Aggregate demand does not include imports.

Introduction

Aggregate demand is the total demand for the goods and services produced in the economy over a period of time and is comprised of consumption expenditure, investment expenditure, government expenditure on goods and services and net exports. Imports are foreign goods and services which are produced in other economies.

Many students think that aggregate demand includes imports. The Principal Economics Tutor will discuss this economic misconception in economics tuition with the students.

Exposition

As aggregate demand refers to the total demand for the goods and services produced in the economy, it does not include imports. However, the components of aggregate demand which are consumption expenditure, investment expenditure, government expenditure on goods and services and exports include imports. Therefore, to derive aggregate demand, imports are subtracted from consumption expenditure, investment expenditure, government expenditure on goods and services and exports.

AD = C + I + G + (X – M)

In the above function, aggregate demand (AD) is the sum of consumption expenditure (C), investment expenditure (I), government expenditure on goods and services (G) and exports minus imports (M). Exports minus imports are commonly referred to as net exports (X – M).

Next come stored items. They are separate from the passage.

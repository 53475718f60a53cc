//! Value coercion helpers shared by actions, feedbacks and change handling
//!
//! Everything in here is pure: no cache access, no I/O. Callers supply the
//! bounds they want applied (see [`INT_LIMIT`] for the unbounded defaults).

use schemars::JsonSchema;
use serde::{Deserialize, Serialize};

/// Largest magnitude accepted for Integer / Enum writes
pub const INT_LIMIT: f64 = 4_294_967_295.0;

/// Clamp `value` into `[min, max]`
///
/// Both bounds are expected to be finite; defaults are the caller's business.
pub fn clamp(value: f64, min: f64, max: f64) -> f64 {
    if value < min {
        min
    } else if value > max {
        max
    } else {
        value
    }
}

/// Apply a relative step to the previous value, bounded to `[min, max]`
///
/// A missing previous value counts as 0. Integer-like parameters (Integer,
/// Enum) are rounded to the nearest whole number.
pub fn relative_delta(
    delta: f64,
    previous: Option<f64>,
    min: f64,
    max: f64,
    integer_like: bool,
) -> f64 {
    let next = clamp(previous.unwrap_or(0.0) + delta, min, max);
    if integer_like {
        next.round()
    } else {
        next
    }
}

/// Numeric comparison used by parameter feedbacks
#[derive(Debug, Clone, Copy, PartialEq, Eq, Default, Serialize, Deserialize, JsonSchema)]
pub enum Comparator {
    #[default]
    Equal,
    NotEqual,
    LessThan,
    LessThanEqual,
    GreaterThan,
    GreaterThanEqual,
}

impl Comparator {
    pub fn all() -> &'static [Comparator] {
        &[
            Comparator::Equal,
            Comparator::NotEqual,
            Comparator::LessThan,
            Comparator::LessThanEqual,
            Comparator::GreaterThan,
            Comparator::GreaterThanEqual,
        ]
    }

    pub fn label(&self) -> &'static str {
        match self {
            Comparator::Equal => "==",
            Comparator::NotEqual => "!=",
            Comparator::LessThan => "<",
            Comparator::LessThanEqual => "<=",
            Comparator::GreaterThan => ">",
            Comparator::GreaterThanEqual => ">=",
        }
    }
}

/// Evaluate `current <comparator> target`
///
/// Never fails: a non-finite target yields `false` for every comparator.
pub fn compare(target: f64, comparator: Comparator, current: f64) -> bool {
    if !target.is_finite() {
        return false;
    }
    match comparator {
        Comparator::Equal => current == target,
        Comparator::NotEqual => current != target,
        Comparator::LessThan => current < target,
        Comparator::LessThanEqual => current <= target,
        Comparator::GreaterThan => current > target,
        Comparator::GreaterThanEqual => current >= target,
    }
}

/// Parse user text as a number, `NaN` when it isn't one
pub fn parse_number(text: &str) -> f64 {
    text.trim().parse::<f64>().unwrap_or(f64::NAN)
}

/// Control characters and their two-character (or `\xNN`) spellings
const ESCAPES: &[(char, &str)] = &[
    ('\n', "\\n"),
    ('\r', "\\r"),
    ('\t', "\\t"),
    ('\u{0C}', "\\f"),
    ('\u{0B}', "\\v"),
    ('\u{08}', "\\b"),
    ('\u{00}', "\\x00"),
    ('\u{01}', "\\x01"),
    ('\u{02}', "\\x02"),
    ('\u{03}', "\\x03"),
];

/// Replace supported control characters with their escape spellings
pub fn encode_escapes(raw: &str) -> String {
    let mut out = String::with_capacity(raw.len());
    for c in raw.chars() {
        match ESCAPES.iter().find(|(ch, _)| *ch == c) {
            Some((_, spelled)) => out.push_str(spelled),
            None => out.push(c),
        }
    }
    out
}

/// Inverse of [`encode_escapes`]; unknown sequences are left untouched
pub fn decode_escapes(text: &str) -> String {
    let mut out = String::with_capacity(text.len());
    let mut rest = text;
    while let Some(pos) = rest.find('\\') {
        out.push_str(&rest[..pos]);
        let tail = &rest[pos..];
        match ESCAPES.iter().find(|(_, spelled)| tail.starts_with(spelled)) {
            Some((ch, spelled)) => {
                out.push(*ch);
                rest = &tail[spelled.len()..];
            },
            None => {
                out.push('\\');
                rest = &tail[1..];
            },
        }
    }
    out.push_str(rest);
    out
}

/// Index of `label` in a newline-delimited enumeration
pub fn enum_index_of(enumeration: &str, label: &str) -> Option<usize> {
    enumeration.split('\n').position(|entry| entry == label)
}

/// Label at `index` in a newline-delimited enumeration, `""` when out of range
pub fn enum_label_of(enumeration: &str, index: i64) -> String {
    usize::try_from(index)
        .ok()
        .and_then(|i| enumeration.split('\n').nth(i))
        .unwrap_or_default()
        .to_string()
}

/// Canonical dotted form of a user supplied tree path
///
/// `"0/1/2"` → `"0.1.2"`, `"node[0.1.2]"` → `"0.1.2"`. When several bracket
/// pairs are present the last one wins; a `]` before the last `[` is not a
/// pair and the whole text goes through slash/dot normalisation instead.
pub fn normalize_path(text: &str) -> String {
    if let (Some(open), Some(close)) = (text.rfind('['), text.rfind(']')) {
        if close > open {
            return text[open + 1..close].to_string();
        }
    }
    text.replace('/', ".").trim().to_string()
}

/// Split a comma-separated list of paths, dropping blanks
pub fn split_path_list(text: &str) -> Vec<String> {
    text.split(',')
        .map(normalize_path)
        .filter(|p| !p.is_empty())
        .collect()
}

/// Parse a comma-separated list of integer indices, discarding empty tokens
pub fn parse_index_list(text: &str) -> Vec<u32> {
    text.split(',')
        .map(str::trim)
        .filter(|t| !t.is_empty())
        .filter_map(|t| t.parse::<u32>().ok())
        .collect()
}

/// Free-text boolean: `true/on/1` and `false/off/0`, otherwise truthiness
pub fn parse_bool_token(text: &str) -> bool {
    match text.trim().to_ascii_lowercase().as_str() {
        "true" | "on" | "1" => true,
        "false" | "off" | "0" => false,
        other => !other.is_empty(),
    }
}

/// Host variable ids only allow `[A-Za-z0-9_-]`
pub fn sanitize_variable_id(raw: &str) -> String {
    raw.chars()
        .map(|c| {
            if c.is_ascii_alphanumeric() || c == '_' || c == '-' {
                c
            } else {
                '_'
            }
        })
        .collect()
}

#[cfg(test)]
mod tests {
    use super::*;
    use proptest::prelude::*;

    #[test]
    fn test_clamp_boundaries() {
        assert_eq!(clamp(-5.0, 0.0, 10.0), 0.0);
        assert_eq!(clamp(15.0, 0.0, 10.0), 10.0);
        assert_eq!(clamp(0.0, 0.0, 10.0), 0.0);
        assert_eq!(clamp(10.0, 0.0, 10.0), 10.0);
        assert_eq!(clamp(4.5, 0.0, 10.0), 4.5);
    }

    #[test]
    fn test_relative_delta() {
        assert_eq!(relative_delta(3.0, Some(5.0), -INT_LIMIT, INT_LIMIT, false), 8.0);
        assert_eq!(relative_delta(1.3, Some(5.4), -INT_LIMIT, INT_LIMIT, true), 7.0);
        assert_eq!(relative_delta(5.0, Some(8.0), 0.0, 10.0, true), 10.0);
        assert_eq!(relative_delta(3.0, None, -INT_LIMIT, INT_LIMIT, true), 3.0);
    }

    #[test]
    fn test_compare() {
        assert!(compare(5.0, Comparator::Equal, 5.0));
        assert!(compare(5.0, Comparator::LessThan, 4.0));
        assert!(compare(5.0, Comparator::GreaterThanEqual, 5.0));
        assert!(!compare(5.0, Comparator::NotEqual, 5.0));
        for comparator in Comparator::all() {
            assert!(!compare(parse_number("abc"), *comparator, 5.0));
            assert!(!compare(f64::INFINITY, *comparator, 5.0));
        }
    }

    #[test]
    fn test_enum_lookup() {
        let enumeration = "Off\nOn\nStandby";
        assert_eq!(enum_index_of(enumeration, "On"), Some(1));
        assert_eq!(enum_index_of(enumeration, "Missing"), None);
        assert_eq!(enum_label_of(enumeration, 1), "On");
        assert_eq!(enum_label_of(enumeration, 3), "");
        assert_eq!(enum_label_of(enumeration, -1), "");
    }

    #[test]
    fn test_normalize_path() {
        assert_eq!(normalize_path("0/1/2"), "0.1.2");
        assert_eq!(normalize_path(" 0.1.2 "), "0.1.2");
        assert_eq!(normalize_path("node[0.1.2]"), "0.1.2");
        assert_eq!(normalize_path("[0.1][0.2.3]"), "0.2.3");
        assert_eq!(normalize_path("]0.1["), "]0.1[");
    }

    #[test]
    fn test_escape_sequences() {
        assert_eq!(encode_escapes("a\nb\tc"), "a\\nb\\tc");
        assert_eq!(decode_escapes("a\\nb\\x02"), "a\nb\u{02}");
        // Unknown escapes pass through
        assert_eq!(decode_escapes("C:\\path\\q"), "C:\\path\\q");
    }

    #[test]
    fn test_lists_and_tokens() {
        assert_eq!(parse_index_list("1, 2,,3 ,"), vec![1, 2, 3]);
        assert_eq!(split_path_list("0/1, ,2.3"), vec!["0.1", "2.3"]);
        assert!(parse_bool_token("On"));
        assert!(!parse_bool_token("0"));
        assert!(parse_bool_token("yes"));
        assert!(!parse_bool_token(""));
        assert_eq!(sanitize_variable_id("0.1.2"), "0_1_2");
    }

    fn supported_text() -> impl Strategy<Value = String> {
        let chars: Vec<char> = "ab Z9\n\r\t\u{0C}\u{0B}\u{08}\u{00}\u{01}\u{02}\u{03}"
            .chars()
            .collect();
        proptest::collection::vec(proptest::sample::select(chars), 0..32)
            .prop_map(|v| v.into_iter().collect())
    }

    proptest! {
        #[test]
        fn prop_escape_round_trip(s in supported_text()) {
            prop_assert_eq!(decode_escapes(&encode_escapes(&s)), s);
        }

        #[test]
        fn prop_clamp_in_range(v in -1e12f64..1e12, lo in -1e6f64..0.0, hi in 0.0f64..1e6) {
            let c = clamp(v, lo, hi);
            prop_assert!(c >= lo && c <= hi);
            if v >= lo && v <= hi {
                prop_assert_eq!(c, v);
            }
        }
    }
}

In order to have a better understanding of aggregate demand, consider the following function.

AD = CD + ID  + GD + XD

In the above function, aggregate demand (AD) is the sum of consumption expenditure on domestic goods and services (CD), investment expenditure on domestic goods (ID), government expenditure on domestic goods and services (GD) and exports of domestic goods and services (XD).

M = CM + IM + GM + XM

In the above function, imports (M) are the sum of consumption expenditure on imports (CM), investment expenditure on imports (IM), government expenditure on imports (GM) and exports of imports (XM) which are commonly referred to as re-exports.

Adding (CM + IM + GM + XM) to and subtracting (M) from (CD + ID  + GD + XD) yields the following function.

AD = CD + CM + ID  + IM + GD + GM + XD + XM – M

Replacing (CD + CM) with (C), (ID  + IM) with (I), (GD + GM) with (G) and (XD + XM) with X yields the aggregate demand (AD) function.

AD = C + I + G + (X – M)

Therefore, students should not think that aggregate demand (AD) includes imports simply because imports appear in the aggregate demand (AD) function.

To understand it aggregate demand (AD) in a simpler way, we can assume that only households import goods and services which is a standard assumption made in economic textbooks for simplicity.

AD = C + I + G + (X – M)

AD = (CD + M) + I  + G + (X – M)

AD = CD + I  + G + X

In the above function, aggregate demand (AD) is the sum of consumption expenditure on domestic goods and services (CD), investment expenditure (I), government expenditure on goods and services (G) and exports (X).